§ **Instructions for the task**: Look through the entries for the string "assert" and copy every line where it shows up.

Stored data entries
+ + +

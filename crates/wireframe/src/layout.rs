//! Wireframe layout
//!
//! Turns an unordered list of semantically-typed components into absolute,
//! non-overlapping placements on a fixed-width canvas. Geometry on input is
//! ignored; kind and label drive every decision.
//!
//! Placement is rule based: navbar and sidebar reserve fixed strips, and the
//! remaining items are grouped into runs of adjacent same-kind components,
//! each run stacked, gridded or aligned according to its kind.

mod engine;
mod grid;
mod rules;

pub use engine::{
    DEFAULT_CANVAS_HEIGHT, DEFAULT_CANVAS_WIDTH, DEFAULT_GAP, Engine, EngineBuilder, LayoutReport,
    NAVBAR_HEIGHT, SIDEBAR_HEIGHT, SIDEBAR_WIDTH,
};
pub use grid::place_grid;
pub use rules::button_width;

use wireframe_core::semantic::Placeable;

/// Lay out `items` on the default 1024 unit canvas with a 16 unit gap.
///
/// # Examples
///
/// ```
/// use wireframe::layout::layout;
/// use wireframe::semantic::Shape;
///
/// assert!(layout::<Shape>(&[]).is_empty());
/// ```
pub fn layout<T: Placeable>(items: &[T]) -> Vec<T> {
    Engine::default().layout(items)
}
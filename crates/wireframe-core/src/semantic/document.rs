//! Top-level documents accepted at the JSON boundary.

use indexmap::IndexMap;
use serde::{Deserialize, Serialize};
use serde_json::Value;

use super::{Screen, Shape};

/// A wireframe generator response: `{ "shapes": [...] }`.
#[derive(Debug, Clone, PartialEq, Serialize, Deserialize)]
pub struct ShapeList {
    shapes: Vec<Shape>,
    #[serde(flatten)]
    extra: IndexMap<String, Value>,
}

impl ShapeList {
    pub fn new(shapes: Vec<Shape>) -> Self {
        Self {
            shapes,
            extra: IndexMap::new(),
        }
    }

    pub fn shapes(&self) -> &[Shape] {
        &self.shapes
    }

    /// Replace the shapes, keeping every other top-level field.
    pub fn with_shapes(mut self, shapes: Vec<Shape>) -> Self {
        self.shapes = shapes;
        self
    }
}

/// A semantic blueprint with design-phase screens.
///
/// Only `screens` is interpreted; stories, the user flow, the data model and
/// any other content are carried along untouched.
#[derive(Debug, Clone, PartialEq, Serialize, Deserialize)]
pub struct Blueprint {
    screens: Vec<Screen>,
    #[serde(flatten)]
    extra: IndexMap<String, Value>,
}

impl Blueprint {
    pub fn new(screens: Vec<Screen>) -> Self {
        Self {
            screens,
            extra: IndexMap::new(),
        }
    }

    pub fn screens(&self) -> &[Screen] {
        &self.screens
    }

    /// Consume the blueprint, mapping every screen through `f`.
    pub fn map_screens(mut self, f: impl FnMut(Screen) -> Screen) -> Self {
        self.screens = self.screens.into_iter().map(f).collect();
        self
    }

    /// Find a screen by id or name.
    pub fn screen(&self, selector: &str) -> Option<&Screen> {
        self.screens.iter().find(|screen| screen.matches(selector))
    }

    /// Fields other than `screens`, in input order.
    pub fn extra(&self) -> &IndexMap<String, Value> {
        &self.extra
    }
}

/// Any document the wireframe tools read and write.
///
/// # Examples
///
/// ```
/// # use wireframe_core::semantic::Document;
/// let bare: Document = serde_json::from_str(r#"[{"type": "card", "label": "A"}]"#).unwrap();
/// assert!(matches!(bare, Document::Shapes(_)));
///
/// let wrapped: Document = serde_json::from_str(r#"{"shapes": []}"#).unwrap();
/// assert!(matches!(wrapped, Document::ShapeList(_)));
///
/// let blueprint: Document = serde_json::from_str(r#"{"name": "App", "screens": []}"#).unwrap();
/// assert!(matches!(blueprint, Document::Blueprint(_)));
/// ```
#[derive(Debug, Clone, PartialEq, Serialize, Deserialize)]
#[serde(untagged)]
pub enum Document {
    /// A bare array of shapes.
    Shapes(Vec<Shape>),
    /// An object wrapping a `shapes` array.
    ShapeList(ShapeList),
    /// A blueprint with `screens`.
    Blueprint(Blueprint),
}

impl Document {
    /// Number of shape lists in this document (one per screen for blueprints).
    pub fn layout_count(&self) -> usize {
        match self {
            Self::Shapes(_) | Self::ShapeList(_) => 1,
            Self::Blueprint(blueprint) => blueprint.screens().len(),
        }
    }
}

+ + +

§ **Written response**:
/// assert!(layout::<Shape>(&[]).is_empty());
/// assert!(matches!(bare, Document::Shapes(_)));
/// assert!(matches!(wrapped, Document::ShapeList(_)));
/// assert!(matches!(blueprint, Document::Blueprint(_)));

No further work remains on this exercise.